= PROBLEM REQUIREMENTS =
Search the data for the word "testsuites" and copy out every line that has it.
** Opening DATA TO EXAMINE block **
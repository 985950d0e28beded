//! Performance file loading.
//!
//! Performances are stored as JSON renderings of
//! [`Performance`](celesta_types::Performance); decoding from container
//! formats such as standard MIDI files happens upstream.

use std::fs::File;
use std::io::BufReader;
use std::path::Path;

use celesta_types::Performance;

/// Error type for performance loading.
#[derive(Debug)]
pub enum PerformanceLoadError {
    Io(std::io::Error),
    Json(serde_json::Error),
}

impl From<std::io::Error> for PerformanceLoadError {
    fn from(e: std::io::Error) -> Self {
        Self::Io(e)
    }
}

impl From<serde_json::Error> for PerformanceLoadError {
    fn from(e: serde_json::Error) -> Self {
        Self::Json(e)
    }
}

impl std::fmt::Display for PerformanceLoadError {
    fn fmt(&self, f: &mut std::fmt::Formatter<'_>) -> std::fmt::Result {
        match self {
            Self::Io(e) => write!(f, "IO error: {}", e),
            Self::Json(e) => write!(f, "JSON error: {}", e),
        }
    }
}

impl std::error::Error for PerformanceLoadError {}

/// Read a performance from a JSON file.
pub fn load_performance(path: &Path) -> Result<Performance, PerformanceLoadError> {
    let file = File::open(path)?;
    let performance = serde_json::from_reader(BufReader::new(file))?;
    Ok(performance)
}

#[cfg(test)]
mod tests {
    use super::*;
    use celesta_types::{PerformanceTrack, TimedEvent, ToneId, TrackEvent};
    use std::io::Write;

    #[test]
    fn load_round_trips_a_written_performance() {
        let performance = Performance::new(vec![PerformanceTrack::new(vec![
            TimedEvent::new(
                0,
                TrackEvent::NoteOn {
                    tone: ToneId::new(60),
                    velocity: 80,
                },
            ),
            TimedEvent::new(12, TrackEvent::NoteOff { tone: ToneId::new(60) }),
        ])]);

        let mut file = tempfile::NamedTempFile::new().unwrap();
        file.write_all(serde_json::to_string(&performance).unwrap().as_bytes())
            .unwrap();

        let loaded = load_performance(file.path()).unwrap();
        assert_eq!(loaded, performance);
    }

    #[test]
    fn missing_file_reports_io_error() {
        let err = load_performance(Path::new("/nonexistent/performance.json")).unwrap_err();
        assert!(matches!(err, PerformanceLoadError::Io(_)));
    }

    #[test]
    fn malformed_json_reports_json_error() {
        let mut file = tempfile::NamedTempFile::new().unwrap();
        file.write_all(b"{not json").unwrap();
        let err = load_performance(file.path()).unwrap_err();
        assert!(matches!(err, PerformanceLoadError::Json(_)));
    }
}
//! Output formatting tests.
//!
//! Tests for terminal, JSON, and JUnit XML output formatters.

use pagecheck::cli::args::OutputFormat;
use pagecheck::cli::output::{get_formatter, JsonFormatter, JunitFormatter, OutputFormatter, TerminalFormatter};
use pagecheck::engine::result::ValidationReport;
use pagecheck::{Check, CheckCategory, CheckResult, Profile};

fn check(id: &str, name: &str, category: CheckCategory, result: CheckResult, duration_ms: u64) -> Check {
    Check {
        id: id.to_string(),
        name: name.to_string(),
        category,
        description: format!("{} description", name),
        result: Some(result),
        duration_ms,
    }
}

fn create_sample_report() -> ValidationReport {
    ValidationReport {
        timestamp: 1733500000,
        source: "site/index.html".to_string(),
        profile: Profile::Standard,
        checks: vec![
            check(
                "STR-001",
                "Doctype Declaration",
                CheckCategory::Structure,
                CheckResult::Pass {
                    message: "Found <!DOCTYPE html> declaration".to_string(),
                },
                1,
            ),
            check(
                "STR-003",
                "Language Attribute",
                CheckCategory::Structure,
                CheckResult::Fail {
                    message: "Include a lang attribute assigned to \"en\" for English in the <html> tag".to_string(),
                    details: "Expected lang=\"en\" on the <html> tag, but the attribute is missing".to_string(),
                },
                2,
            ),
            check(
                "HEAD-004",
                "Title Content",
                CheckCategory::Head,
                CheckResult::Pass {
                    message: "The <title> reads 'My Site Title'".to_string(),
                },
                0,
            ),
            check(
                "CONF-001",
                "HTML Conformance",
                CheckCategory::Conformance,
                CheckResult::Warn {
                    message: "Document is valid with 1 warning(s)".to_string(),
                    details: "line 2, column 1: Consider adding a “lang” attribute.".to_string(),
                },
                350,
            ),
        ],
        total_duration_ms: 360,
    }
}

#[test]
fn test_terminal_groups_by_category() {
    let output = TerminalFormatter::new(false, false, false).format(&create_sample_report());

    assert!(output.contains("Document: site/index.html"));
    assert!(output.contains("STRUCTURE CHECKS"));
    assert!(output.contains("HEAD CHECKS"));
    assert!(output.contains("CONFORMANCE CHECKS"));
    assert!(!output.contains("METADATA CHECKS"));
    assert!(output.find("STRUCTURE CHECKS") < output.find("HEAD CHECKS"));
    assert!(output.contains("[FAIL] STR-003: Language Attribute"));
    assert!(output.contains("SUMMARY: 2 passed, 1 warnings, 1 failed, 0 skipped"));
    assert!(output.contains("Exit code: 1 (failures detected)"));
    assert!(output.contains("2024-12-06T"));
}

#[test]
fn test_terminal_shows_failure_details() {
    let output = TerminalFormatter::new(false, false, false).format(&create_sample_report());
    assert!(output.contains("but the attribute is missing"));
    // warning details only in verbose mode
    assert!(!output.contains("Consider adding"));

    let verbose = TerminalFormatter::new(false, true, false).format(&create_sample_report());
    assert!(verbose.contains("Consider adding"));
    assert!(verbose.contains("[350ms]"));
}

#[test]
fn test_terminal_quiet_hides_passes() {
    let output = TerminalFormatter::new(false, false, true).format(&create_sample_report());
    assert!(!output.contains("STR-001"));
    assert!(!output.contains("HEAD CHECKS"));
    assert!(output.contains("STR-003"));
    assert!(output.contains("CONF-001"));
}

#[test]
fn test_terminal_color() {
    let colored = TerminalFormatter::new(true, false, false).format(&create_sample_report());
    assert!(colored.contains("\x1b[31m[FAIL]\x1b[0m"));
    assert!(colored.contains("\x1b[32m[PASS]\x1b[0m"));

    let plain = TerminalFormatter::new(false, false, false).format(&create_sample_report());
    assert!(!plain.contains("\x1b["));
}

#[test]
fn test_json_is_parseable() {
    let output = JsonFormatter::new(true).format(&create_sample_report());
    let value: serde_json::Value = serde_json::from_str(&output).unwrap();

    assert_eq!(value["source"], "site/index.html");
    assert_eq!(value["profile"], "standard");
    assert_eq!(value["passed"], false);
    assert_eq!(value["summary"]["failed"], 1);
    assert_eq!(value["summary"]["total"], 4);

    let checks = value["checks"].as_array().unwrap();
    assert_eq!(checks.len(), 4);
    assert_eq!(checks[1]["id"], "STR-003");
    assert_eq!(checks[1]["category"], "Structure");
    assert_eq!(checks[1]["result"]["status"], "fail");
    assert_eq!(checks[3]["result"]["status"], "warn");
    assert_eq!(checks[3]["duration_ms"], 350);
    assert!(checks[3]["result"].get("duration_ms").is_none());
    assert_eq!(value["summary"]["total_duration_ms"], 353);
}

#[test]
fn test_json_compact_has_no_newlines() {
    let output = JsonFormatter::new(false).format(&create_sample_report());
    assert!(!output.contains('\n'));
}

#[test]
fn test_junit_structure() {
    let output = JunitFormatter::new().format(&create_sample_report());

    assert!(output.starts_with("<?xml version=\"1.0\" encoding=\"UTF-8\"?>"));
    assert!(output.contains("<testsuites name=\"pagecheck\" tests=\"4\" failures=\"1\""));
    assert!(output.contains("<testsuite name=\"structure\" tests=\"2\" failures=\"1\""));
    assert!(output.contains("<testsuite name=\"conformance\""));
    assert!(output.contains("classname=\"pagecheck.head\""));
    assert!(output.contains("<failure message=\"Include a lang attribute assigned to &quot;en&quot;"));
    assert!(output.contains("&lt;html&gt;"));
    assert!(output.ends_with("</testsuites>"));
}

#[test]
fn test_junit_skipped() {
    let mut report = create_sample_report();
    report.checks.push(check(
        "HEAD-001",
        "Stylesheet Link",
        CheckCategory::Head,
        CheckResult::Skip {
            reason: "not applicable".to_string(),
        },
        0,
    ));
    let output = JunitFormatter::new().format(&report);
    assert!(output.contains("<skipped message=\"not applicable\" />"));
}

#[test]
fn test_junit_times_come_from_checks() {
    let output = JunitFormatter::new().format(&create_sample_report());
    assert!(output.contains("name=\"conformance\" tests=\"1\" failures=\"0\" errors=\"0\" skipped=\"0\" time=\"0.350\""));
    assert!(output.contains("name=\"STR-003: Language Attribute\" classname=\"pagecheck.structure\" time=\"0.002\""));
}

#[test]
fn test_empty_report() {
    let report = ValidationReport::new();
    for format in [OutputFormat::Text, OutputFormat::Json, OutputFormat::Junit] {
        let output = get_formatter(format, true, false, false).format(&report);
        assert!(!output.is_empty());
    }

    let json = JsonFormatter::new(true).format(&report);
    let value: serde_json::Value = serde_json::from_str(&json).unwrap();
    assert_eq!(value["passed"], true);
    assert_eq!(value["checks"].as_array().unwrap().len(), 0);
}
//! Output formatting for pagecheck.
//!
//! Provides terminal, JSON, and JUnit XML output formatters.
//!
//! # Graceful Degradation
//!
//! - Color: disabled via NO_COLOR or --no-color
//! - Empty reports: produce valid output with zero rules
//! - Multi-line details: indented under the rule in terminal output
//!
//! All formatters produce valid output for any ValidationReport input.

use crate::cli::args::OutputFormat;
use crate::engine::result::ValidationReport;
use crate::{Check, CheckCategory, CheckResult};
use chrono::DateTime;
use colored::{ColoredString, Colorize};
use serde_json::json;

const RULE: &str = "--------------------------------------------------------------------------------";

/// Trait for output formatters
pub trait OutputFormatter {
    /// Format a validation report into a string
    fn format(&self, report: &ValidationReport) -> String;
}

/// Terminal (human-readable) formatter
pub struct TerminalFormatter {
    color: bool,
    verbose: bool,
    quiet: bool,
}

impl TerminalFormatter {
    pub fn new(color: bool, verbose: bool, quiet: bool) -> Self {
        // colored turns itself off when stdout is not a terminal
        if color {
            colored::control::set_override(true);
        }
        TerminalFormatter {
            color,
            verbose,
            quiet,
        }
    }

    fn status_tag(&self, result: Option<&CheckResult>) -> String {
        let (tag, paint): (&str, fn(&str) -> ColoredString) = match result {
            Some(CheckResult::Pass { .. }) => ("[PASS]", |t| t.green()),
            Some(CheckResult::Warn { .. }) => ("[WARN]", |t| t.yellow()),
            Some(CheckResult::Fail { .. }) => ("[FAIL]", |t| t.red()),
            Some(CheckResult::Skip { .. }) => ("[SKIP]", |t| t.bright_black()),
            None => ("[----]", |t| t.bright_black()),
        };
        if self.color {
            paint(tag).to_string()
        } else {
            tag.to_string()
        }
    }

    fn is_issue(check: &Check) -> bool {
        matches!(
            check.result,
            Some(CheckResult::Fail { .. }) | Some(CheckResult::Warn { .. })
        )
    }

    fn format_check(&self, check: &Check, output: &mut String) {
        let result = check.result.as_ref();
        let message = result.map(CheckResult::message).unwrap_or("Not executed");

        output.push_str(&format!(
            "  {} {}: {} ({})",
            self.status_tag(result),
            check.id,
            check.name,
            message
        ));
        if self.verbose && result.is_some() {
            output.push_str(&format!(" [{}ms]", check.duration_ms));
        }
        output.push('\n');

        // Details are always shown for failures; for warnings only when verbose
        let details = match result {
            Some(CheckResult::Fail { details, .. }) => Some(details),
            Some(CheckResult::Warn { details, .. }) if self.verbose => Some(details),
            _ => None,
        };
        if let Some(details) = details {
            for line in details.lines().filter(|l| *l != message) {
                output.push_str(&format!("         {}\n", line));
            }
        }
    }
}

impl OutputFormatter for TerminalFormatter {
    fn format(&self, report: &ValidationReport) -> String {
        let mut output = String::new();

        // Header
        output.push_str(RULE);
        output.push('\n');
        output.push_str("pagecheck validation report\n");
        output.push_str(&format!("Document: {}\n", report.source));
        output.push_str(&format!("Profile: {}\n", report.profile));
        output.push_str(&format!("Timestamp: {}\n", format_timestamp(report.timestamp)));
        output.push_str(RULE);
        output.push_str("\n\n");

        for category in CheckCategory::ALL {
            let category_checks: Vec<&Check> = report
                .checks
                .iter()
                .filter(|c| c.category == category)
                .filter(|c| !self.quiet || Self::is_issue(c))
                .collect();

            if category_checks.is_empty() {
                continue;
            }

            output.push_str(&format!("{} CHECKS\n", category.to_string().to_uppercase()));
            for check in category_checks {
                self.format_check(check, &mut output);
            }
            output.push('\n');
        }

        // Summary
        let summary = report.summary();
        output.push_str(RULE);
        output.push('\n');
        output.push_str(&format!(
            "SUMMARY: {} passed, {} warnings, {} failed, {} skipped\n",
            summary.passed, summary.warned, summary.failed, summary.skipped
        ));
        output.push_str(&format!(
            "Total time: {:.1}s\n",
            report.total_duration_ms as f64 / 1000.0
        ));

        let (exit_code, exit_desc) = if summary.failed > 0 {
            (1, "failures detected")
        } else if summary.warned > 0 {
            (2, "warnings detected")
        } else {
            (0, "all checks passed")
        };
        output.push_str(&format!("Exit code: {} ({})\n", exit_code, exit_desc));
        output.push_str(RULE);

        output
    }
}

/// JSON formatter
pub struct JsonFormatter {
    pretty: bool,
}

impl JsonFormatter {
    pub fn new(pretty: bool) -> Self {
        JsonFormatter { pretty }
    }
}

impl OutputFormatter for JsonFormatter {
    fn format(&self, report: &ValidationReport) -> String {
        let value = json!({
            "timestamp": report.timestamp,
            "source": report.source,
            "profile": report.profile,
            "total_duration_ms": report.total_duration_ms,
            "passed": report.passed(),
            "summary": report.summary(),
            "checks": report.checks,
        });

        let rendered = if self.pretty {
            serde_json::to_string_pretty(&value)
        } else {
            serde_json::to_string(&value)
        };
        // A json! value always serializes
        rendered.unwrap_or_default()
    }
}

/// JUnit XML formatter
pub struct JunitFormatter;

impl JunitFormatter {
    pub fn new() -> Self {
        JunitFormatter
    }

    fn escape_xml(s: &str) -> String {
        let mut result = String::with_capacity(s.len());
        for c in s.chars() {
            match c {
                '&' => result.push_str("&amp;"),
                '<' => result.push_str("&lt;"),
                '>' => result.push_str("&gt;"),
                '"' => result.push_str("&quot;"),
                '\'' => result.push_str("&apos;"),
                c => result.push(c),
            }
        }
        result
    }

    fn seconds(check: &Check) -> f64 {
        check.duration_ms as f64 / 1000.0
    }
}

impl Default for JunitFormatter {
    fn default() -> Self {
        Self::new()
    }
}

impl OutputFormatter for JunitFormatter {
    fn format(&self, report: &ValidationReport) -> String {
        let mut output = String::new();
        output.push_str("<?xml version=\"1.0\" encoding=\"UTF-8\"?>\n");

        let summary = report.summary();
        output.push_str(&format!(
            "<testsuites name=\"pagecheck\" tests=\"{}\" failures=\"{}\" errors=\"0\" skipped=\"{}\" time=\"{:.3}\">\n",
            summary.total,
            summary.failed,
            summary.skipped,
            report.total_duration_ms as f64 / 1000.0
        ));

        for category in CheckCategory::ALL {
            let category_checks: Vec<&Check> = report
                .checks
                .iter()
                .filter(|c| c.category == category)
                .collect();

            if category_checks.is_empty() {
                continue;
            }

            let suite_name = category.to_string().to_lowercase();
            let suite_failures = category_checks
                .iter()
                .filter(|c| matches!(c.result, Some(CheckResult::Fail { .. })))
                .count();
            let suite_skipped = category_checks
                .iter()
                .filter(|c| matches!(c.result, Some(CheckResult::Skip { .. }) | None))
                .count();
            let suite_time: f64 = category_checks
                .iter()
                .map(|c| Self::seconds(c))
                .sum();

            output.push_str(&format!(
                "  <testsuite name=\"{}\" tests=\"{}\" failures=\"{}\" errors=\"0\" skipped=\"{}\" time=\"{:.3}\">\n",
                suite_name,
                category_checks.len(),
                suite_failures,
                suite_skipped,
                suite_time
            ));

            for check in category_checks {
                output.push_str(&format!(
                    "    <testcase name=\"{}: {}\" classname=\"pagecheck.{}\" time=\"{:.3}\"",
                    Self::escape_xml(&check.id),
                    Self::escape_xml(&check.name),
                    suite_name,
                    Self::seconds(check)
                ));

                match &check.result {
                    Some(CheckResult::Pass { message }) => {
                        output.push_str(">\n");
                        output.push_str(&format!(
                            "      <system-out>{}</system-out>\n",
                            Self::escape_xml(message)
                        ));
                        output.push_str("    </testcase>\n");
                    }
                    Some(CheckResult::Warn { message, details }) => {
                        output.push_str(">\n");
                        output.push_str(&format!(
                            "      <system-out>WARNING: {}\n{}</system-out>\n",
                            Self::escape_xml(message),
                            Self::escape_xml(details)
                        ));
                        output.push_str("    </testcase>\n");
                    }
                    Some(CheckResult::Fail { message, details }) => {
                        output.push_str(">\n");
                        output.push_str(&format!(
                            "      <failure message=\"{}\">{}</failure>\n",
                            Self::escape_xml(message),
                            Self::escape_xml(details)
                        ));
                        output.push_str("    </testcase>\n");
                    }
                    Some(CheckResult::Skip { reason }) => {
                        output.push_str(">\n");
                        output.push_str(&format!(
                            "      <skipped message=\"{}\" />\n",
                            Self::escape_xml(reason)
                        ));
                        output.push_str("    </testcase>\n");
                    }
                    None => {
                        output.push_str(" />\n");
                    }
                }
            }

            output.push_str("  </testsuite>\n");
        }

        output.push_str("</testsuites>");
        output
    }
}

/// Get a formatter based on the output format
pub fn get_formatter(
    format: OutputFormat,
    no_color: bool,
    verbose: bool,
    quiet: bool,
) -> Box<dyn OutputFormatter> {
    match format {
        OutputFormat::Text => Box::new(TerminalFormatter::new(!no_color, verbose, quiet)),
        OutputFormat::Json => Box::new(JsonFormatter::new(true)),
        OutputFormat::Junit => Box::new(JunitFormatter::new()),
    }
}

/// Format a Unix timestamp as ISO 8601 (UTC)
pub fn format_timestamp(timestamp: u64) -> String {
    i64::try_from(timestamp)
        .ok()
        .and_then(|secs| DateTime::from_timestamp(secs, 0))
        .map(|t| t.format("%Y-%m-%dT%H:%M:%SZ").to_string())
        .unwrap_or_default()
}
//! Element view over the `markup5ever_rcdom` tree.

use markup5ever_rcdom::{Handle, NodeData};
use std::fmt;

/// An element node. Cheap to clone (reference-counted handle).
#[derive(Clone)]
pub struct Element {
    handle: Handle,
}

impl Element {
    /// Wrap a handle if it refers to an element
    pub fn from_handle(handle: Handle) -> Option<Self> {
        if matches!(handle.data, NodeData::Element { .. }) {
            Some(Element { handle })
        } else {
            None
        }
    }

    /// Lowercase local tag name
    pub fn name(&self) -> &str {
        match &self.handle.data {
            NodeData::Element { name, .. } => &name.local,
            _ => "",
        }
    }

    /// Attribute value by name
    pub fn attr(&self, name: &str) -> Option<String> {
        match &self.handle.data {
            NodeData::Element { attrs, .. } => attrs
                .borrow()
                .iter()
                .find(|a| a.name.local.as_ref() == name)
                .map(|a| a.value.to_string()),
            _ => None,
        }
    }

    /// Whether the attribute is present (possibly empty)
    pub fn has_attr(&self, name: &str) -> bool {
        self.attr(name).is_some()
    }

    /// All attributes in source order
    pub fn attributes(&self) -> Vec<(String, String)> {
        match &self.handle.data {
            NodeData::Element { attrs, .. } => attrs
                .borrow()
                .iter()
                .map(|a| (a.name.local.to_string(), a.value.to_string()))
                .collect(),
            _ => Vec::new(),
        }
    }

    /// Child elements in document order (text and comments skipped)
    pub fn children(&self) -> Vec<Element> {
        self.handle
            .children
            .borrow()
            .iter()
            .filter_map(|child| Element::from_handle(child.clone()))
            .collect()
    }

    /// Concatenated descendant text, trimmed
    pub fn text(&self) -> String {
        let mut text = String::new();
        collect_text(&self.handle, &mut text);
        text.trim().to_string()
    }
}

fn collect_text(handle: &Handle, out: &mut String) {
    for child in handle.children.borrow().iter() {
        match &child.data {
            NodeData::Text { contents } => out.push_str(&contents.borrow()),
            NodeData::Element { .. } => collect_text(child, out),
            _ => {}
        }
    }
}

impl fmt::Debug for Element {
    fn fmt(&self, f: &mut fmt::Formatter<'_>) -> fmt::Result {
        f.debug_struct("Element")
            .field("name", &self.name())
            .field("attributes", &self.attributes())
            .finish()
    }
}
** Closing DATA TO EXAMINE block **
= EXERCISE OUTPUT =
    assert!(output.contains("<testsuites name=\"pagecheck\" tests=\"4\" failures=\"1\""));
    assert!(output.ends_with("</testsuites>"));
            "<testsuites name=\"pagecheck\" tests=\"{}\" failures=\"{}\" errors=\"0\" skipped=\"{}\" time=\"{:.3}\">\n",
        output.push_str("</testsuites>");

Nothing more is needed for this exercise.